Task item: What lines of the data hold the string "imageops"? Copy them all.

Data excerpts:
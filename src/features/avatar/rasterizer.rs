use std::sync::Arc;
use std::time::Instant;

use async_trait::async_trait;
use axum::body::Bytes;
use futures_util::future::try_join_all;
use image::imageops::{self, FilterType};
use image::{DynamicImage, RgbaImage};
use reqwest::Client;
use tokio::sync::Semaphore;

use crate::error::AppError;

use super::types::{AvatarStyle, Layer};

/// 栅格合成协作方：按顺序叠加图层并产出图片字节（PNG）。
#[async_trait]
pub trait LayerRasterizer: Send + Sync {
    async fn rasterize(&self, layers: &[Layer], style: AvatarStyle) -> Result<Vec<u8>, AppError>;
}

/// 下载图层 → 解码 → 叠加 → 遮罩 → PNG 编码
pub struct ImageRasterizer {
    client: Client,
    canvas_size: u32,
    ipfs_gateway: String,
    /// 控制并发渲染的信号量（限制 CPU 密集型任务数量）
    semaphore: Arc<Semaphore>,
}

impl ImageRasterizer {
    pub fn new(client: Client, canvas_size: u32, ipfs_gateway: String, max_parallel: usize) -> Self {
        Self {
            client,
            canvas_size,
            ipfs_gateway,
            semaphore: Arc::new(Semaphore::new(max_parallel.max(1))),
        }
    }

    async fn fetch_layer(&self, layer: &Layer) -> Result<Bytes, AppError> {
        let url = layer_fetch_url(&layer.image_url, &self.ipfs_gateway)?;
        let resp = self.client.get(&url).send().await.map_err(|e| {
            AppError::Composition(format!("Failed to fetch layer {url}: {e}"))
        })?;
        let status = resp.status();
        if !status.is_success() {
            return Err(AppError::Composition(format!(
                "Failed to fetch layer {url}: {status}"
            )));
        }
        resp.bytes()
            .await
            .map_err(|e| AppError::Composition(format!("Failed to read layer {url}: {e}")))
    }
}

#[async_trait]
impl LayerRasterizer for ImageRasterizer {
    async fn rasterize(&self, layers: &[Layer], style: AvatarStyle) -> Result<Vec<u8>, AppError> {
        let t0 = Instant::now();
        let sources = try_join_all(layers.iter().map(|l| self.fetch_layer(l))).await?;
        let fetch_ms = t0.elapsed().as_millis();

        let permit = self
            .semaphore
            .clone()
            .acquire_owned()
            .await
            .map_err(|e| AppError::Internal(format!("获取渲染信号量失败: {e}")))?;

        let size = self.canvas_size;
        // 解码/缩放/编码都是阻塞的 CPU 任务，必须移出 tokio worker。
        let png = tokio::task::spawn_blocking(move || {
            let _permit = permit;
            let images = sources
                .iter()
                .enumerate()
                .map(|(i, bytes)| {
                    image::load_from_memory(bytes).map_err(|e| {
                        AppError::Composition(format!("Failed to decode layer #{i}: {e}"))
                    })
                })
                .collect::<Result<Vec<_>, _>>()?;
            let canvas = compose_layers(&images, style, size);
            encode_png(&canvas)
        })
        .await
        .map_err(|e| AppError::Internal(format!("阻塞合成任务执行失败: {e}")))??;

        tracing::info!(
            layers = layers.len(),
            %style,
            fetch_ms = fetch_ms as u64,
            total_ms = t0.elapsed().as_millis() as u64,
            bytes = png.len(),
            "头像合成完成"
        );
        Ok(png)
    }
}

/// `ipfs://` 改写到网关，其余只接受 http(s)。
fn layer_fetch_url(raw: &str, ipfs_gateway: &str) -> Result<String, AppError> {
    if let Some(rest) = raw.strip_prefix("ipfs://") {
        let rest = rest.strip_prefix("ipfs/").unwrap_or(rest);
        return Ok(format!("{}/{}", ipfs_gateway.trim_end_matches('/'), rest));
    }
    if raw.starts_with("http://") || raw.starts_with("https://") {
        return Ok(raw.to_string());
    }
    Err(AppError::Composition(format!("Unsupported layer url {raw}")))
}

/// 按顺序把图层等比缩放、居中叠加到方形画布上，最后应用样式遮罩。
pub fn compose_layers(images: &[DynamicImage], style: AvatarStyle, size: u32) -> RgbaImage {
    let mut canvas = RgbaImage::new(size, size);
    for img in images {
        let fitted = if img.width() == size && img.height() == size {
            img.to_rgba8()
        } else {
            img.resize(size, size, FilterType::Triangle).to_rgba8()
        };
        let x = (size - fitted.width()) / 2;
        let y = (size - fitted.height()) / 2;
        imageops::overlay(&mut canvas, &fitted, i64::from(x), i64::from(y));
    }
    apply_mask(&mut canvas, style);
    canvas
}

fn apply_mask(canvas: &mut RgbaImage, style: AvatarStyle) {
    let size = canvas.width();
    let radius = match style {
        AvatarStyle::Square => return,
        AvatarStyle::Circle => size as f32 / 2.0,
        AvatarStyle::Rounded => size as f32 / 8.0,
    };
    for (x, y, px) in canvas.enumerate_pixels_mut() {
        if !inside_rounded_rect(x, y, size, radius) {
            px.0[3] = 0;
        }
    }
}

/// 像素中心是否落在圆角正方形内（radius = size/2 时即为圆形）
fn inside_rounded_rect(x: u32, y: u32, size: u32, radius: f32) -> bool {
    let s = size as f32;
    let px = x as f32 + 0.5;
    let py = y as f32 + 0.5;
    let cx = px.clamp(radius, s - radius);
    let cy = py.clamp(radius, s - radius);
    let (dx, dy) = (px - cx, py - cy);
    dx * dx + dy * dy <= radius * radius
}

/// 使用 png crate 编码 RGBA 画布
pub fn encode_png(canvas: &RgbaImage) -> Result<Vec<u8>, AppError> {
    let (w, h) = canvas.dimensions();
    let mut out = Vec::with_capacity(w as usize * h as usize * 4);
    {
        let mut encoder = png::Encoder::new(&mut out, w, h);
        encoder.set_color(png::ColorType::Rgba);
        encoder.set_depth(png::BitDepth::Eight);
        encoder.set_compression(png::Compression::Default);
        encoder.set_filter(png::FilterType::Paeth);
        let mut writer = encoder
            .write_header()
            .map_err(|e| AppError::Composition(format!("PNG write_header error: {e}")))?;
        writer
            .write_image_data(canvas.as_raw())
            .map_err(|e| AppError::Composition(format!("PNG write_image_data error: {e}")))?;
        writer
            .finish()
            .map_err(|e| AppError::Composition(format!("PNG finish error: {e}")))?;
    }
    Ok(out)
}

Task output:
use image::imageops::{self, FilterType};
        imageops::overlay(&mut canvas, &fitted, i64::from(x), i64::from(y));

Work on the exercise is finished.